(Collected data entries)
····················

//! # Listing Repository
//!
//! A listing is one store's price for one product.
//!
//! ## Price Ordering
//! ```text
//! ┌─────────────────────────────────────────────────────────────────────────┐
//! │              get_sorted_for_product(product_id)                         │
//! │                                                                         │
//! │  listings l INNER JOIN stores s ON l.store_id = s.id                   │
//! │  WHERE l.product_id = ?                                                │
//! │  ORDER BY l.price_cents, l.store_id, l.id                              │
//! │       │                                                                 │
//! │       ▼                                                                 │
//! │  ┌──────────┬────────────┬─────────┐                                   │
//! │  │ store_id │ store      │ price   │                                   │
//! │  ├──────────┼────────────┼─────────┤                                   │
//! │  │ 3        │ Carrefour  │ 26999   │ ← best price (first row)          │
//! │  │ 1        │ Naivas     │ 27999   │                                   │
//! │  │ 2        │ Quick Mart │ 28500   │                                   │
//! │  └──────────┴────────────┴─────────┘                                   │
//! │                                                                         │
//! │  Equal prices fall back to the lower store id, then listing id,       │
//! │  so the first row is deterministic.                                    │
//! └─────────────────────────────────────────────────────────────────────────┘
//! ```

use sqlx::{SqliteExecutor, SqlitePool};
use tracing::debug;

use crate::error::DbResult;
use beiyetu_core::{Listing, NewListing, StorePriceListing};

/// Repository for listing database operations.
#[derive(Debug, Clone)]
pub struct ListingRepository {
    pool: SqlitePool,
}

impl ListingRepository {
    /// Creates a new ListingRepository.
    pub fn new(pool: SqlitePool) -> Self {
        ListingRepository { pool }
    }

    /// Inserts or replaces a listing and returns its row id.
    ///
    /// Fails with `ForeignKeyViolation` when the product or store is missing.
    pub async fn insert(&self, listing: &NewListing) -> DbResult<i64> {
        Self::insert_with(&self.pool, listing).await
    }

    /// [`insert`](Self::insert) on any executor, such as an open transaction.
    pub async fn insert_with<'e, E>(executor: E, listing: &NewListing) -> DbResult<i64>
    where
        E: SqliteExecutor<'e>,
    {
        debug!(
            product_id = listing.product_id,
            store_id = listing.store_id,
            price_cents = listing.price_cents,
            "Inserting listing"
        );

        let result = sqlx::query(
            r#"
            INSERT OR REPLACE INTO listings (id, product_id, store_id, price_cents)
            VALUES (?1, ?2, ?3, ?4)
            "#,
        )
        .bind(listing.id)
        .bind(listing.product_id)
        .bind(listing.store_id)
        .bind(listing.price_cents)
        .execute(executor)
        .await?;

        Ok(result.last_insert_rowid())
    }

    pub async fn get_all(&self) -> DbResult<Vec<Listing>> {
        let listings = sqlx::query_as::<_, Listing>(
            "SELECT id, product_id, store_id, price_cents FROM listings ORDER BY id",
        )
        .fetch_all(&self.pool)
        .await?;

        Ok(listings)
    }

    pub async fn get_by_id(&self, id: i64) -> DbResult<Option<Listing>> {
        debug!(id = id, "Getting listing by ID");

        let listing = sqlx::query_as::<_, Listing>(
            "SELECT id, product_id, store_id, price_cents FROM listings WHERE id = ?1",
        )
        .bind(id)
        .fetch_optional(&self.pool)
        .await?;

        Ok(listing)
    }

    /// Raw listing rows for a product, ordered by id.
    pub async fn get_by_product(&self, product_id: i64) -> DbResult<Vec<Listing>> {
        let listings = sqlx::query_as::<_, Listing>(
            "SELECT id, product_id, store_id, price_cents FROM listings WHERE product_id = ?1 ORDER BY id",
        )
        .bind(product_id)
        .fetch_all(&self.pool)
        .await?;

        Ok(listings)
    }

    /// Listings for a product joined with their store, cheapest first.
    ///
    /// Empty when the product has no listings or does not exist.
    pub async fn get_sorted_for_product(&self, product_id: i64) -> DbResult<Vec<StorePriceListing>> {
        debug!(product_id = product_id, "Loading store prices");

        let listings = sqlx::query_as::<_, StorePriceListing>(
            r#"
            SELECT
                l.id AS listing_id,
                l.product_id,
                l.store_id,
                s.name AS store_name,
                s.website_url,
                l.price_cents
            FROM listings l
            INNER JOIN stores s ON l.store_id = s.id
            WHERE l.product_id = ?1
            ORDER BY l.price_cents ASC, l.store_id ASC, l.id ASC
            "#,
        )
        .bind(product_id)
        .fetch_all(&self.pool)
        .await?;

        debug!(product_id = product_id, count = listings.len(), "Loaded store prices");
        Ok(listings)
    }

    pub async fn count(&self) -> DbResult<i64> {
        let count: i64 = sqlx::query_scalar("SELECT COUNT(*) FROM listings")
            .fetch_one(&self.pool)
            .await?;

        Ok(count)
    }
}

····················

* **Work instructions**:
Going line by line, set down the data above exactly as given.

* **Response to the task**:
//! # Listing Repository
//!
//! A listing is one store's price for one product.
//!
//! ## Price Ordering
//! ```text
//! ┌─────────────────────────────────────────────────────────────────────────┐
//! │              get_sorted_for_product(product_id)                         │
//! │                                                                         │
//! │  listings l INNER JOIN stores s ON l.store_id = s.id                   │
//! │  WHERE l.product_id = ?                                                │
//! │  ORDER BY l.price_cents, l.store_id, l.id                              │
//! │       │                                                                 │
//! │       ▼                                                                 │
//! │  ┌──────────┬────────────┬─────────┐                                   │
//! │  │ store_id │ store      │ price   │                                   │
//! │  ├──────────┼────────────┼─────────┤                                   │
//! │  │ 3        │ Carrefour  │ 26999   │ ← best price (first row)          │
//! │  │ 1        │ Naivas     │ 27999   │                                   │
//! │  │ 2        │ Quick Mart │ 28500   │                                   │
//! │  └──────────┴────────────┴─────────┘                                   │
//! │                                                                         │
//! │  Equal prices fall back to the lower store id, then listing id,       │
//! │  so the first row is deterministic.                                    │
//! └─────────────────────────────────────────────────────────────────────────┘
//! ```

use sqlx::{SqliteExecutor, SqlitePool};
use tracing::debug;

use crate::error::DbResult;
use beiyetu_core::{Listing, NewListing, StorePriceListing};

/// Repository for listing database operations.
#[derive(Debug, Clone)]
pub struct ListingRepository {
    pool: SqlitePool,
}

impl ListingRepository {
    /// Creates a new ListingRepository.
    pub fn new(pool: SqlitePool) -> Self {
        ListingRepository { pool }
    }

    /// Inserts or replaces a listing and returns its row id.
    ///
    /// Fails with `ForeignKeyViolation` when the product or store is missing.
    pub async fn insert(&self, listing: &NewListing) -> DbResult<i64> {
        Self::insert_with(&self.pool, listing).await
    }

    /// [`insert`](Self::insert) on any executor, such as an open transaction.
    pub async fn insert_with<'e, E>(executor: E, listing: &NewListing) -> DbResult<i64>
    where
        E: SqliteExecutor<'e>,
    {
        debug!(
            product_id = listing.product_id,
            store_id = listing.store_id,
            price_cents = listing.price_cents,
            "Inserting listing"
        );

        let result = sqlx::query(
            r#"
            INSERT OR REPLACE INTO listings (id, product_id, store_id, price_cents)
            VALUES (?1, ?2, ?3, ?4)
            "#,
        )
        .bind(listing.id)
        .bind(listing.product_id)
        .bind(listing.store_id)
        .bind(listing.price_cents)
        .execute(executor)
        .await?;

        Ok(result.last_insert_rowid())
    }

    pub async fn get_all(&self) -> DbResult<Vec<Listing>> {
        let listings = sqlx::query_as::<_, Listing>(
            "SELECT id, product_id, store_id, price_cents FROM listings ORDER BY id",
        )
        .fetch_all(&self.pool)
        .await?;

        Ok(listings)
    }

    pub async fn get_by_id(&self, id: i64) -> DbResult<Option<Listing>> {
        debug!(id = id, "Getting listing by ID");

        let listing = sqlx::query_as::<_, Listing>(
            "SELECT id, product_id, store_id, price_cents FROM listings WHERE id = ?1",
        )
        .bind(id)
        .fetch_optional(&self.pool)
        .await?;

        Ok(listing)
    }

    /// Raw listing rows for a product, ordered by id.
    pub async fn get_by_product(&self, product_id: i64) -> DbResult<Vec<Listing>> {
        let listings = sqlx::query_as::<_, Listing>(
            "SELECT id, product_id, store_id, price_cents FROM listings WHERE product_id = ?1 ORDER BY id",
        )
        .bind(product_id)
        .fetch_all(&self.pool)
        .await?;

        Ok(listings)
    }

    /// Listings for a product joined with their store, cheapest first.
    ///
    /// Empty when the product has no listings or does not exist.
    pub async fn get_sorted_for_product(&self, product_id: i64) -> DbResult<Vec<StorePriceListing>> {
        debug!(product_id = product_id, "Loading store prices");

        let listings = sqlx::query_as::<_, StorePriceListing>(
            r#"
            SELECT
                l.id AS listing_id,
                l.product_id,
                l.store_id,
                s.name AS store_name,
                s.website_url,
                l.price_cents
            FROM listings l
            INNER JOIN stores s ON l.store_id = s.id
            WHERE l.product_id = ?1
            ORDER BY l.price_cents ASC, l.store_id ASC, l.id ASC
            "#,
        )
        .bind(product_id)
        .fetch_all(&self.pool)
        .await?;

        debug!(product_id = product_id, count = listings.len(), "Loaded store prices");
        Ok(listings)
    }

    pub async fn count(&self) -> DbResult<i64> {
        let count: i64 = sqlx::query_scalar("SELECT COUNT(*) FROM listings")
            .fetch_one(&self.pool)
            .await?;

        Ok(count)
    }
}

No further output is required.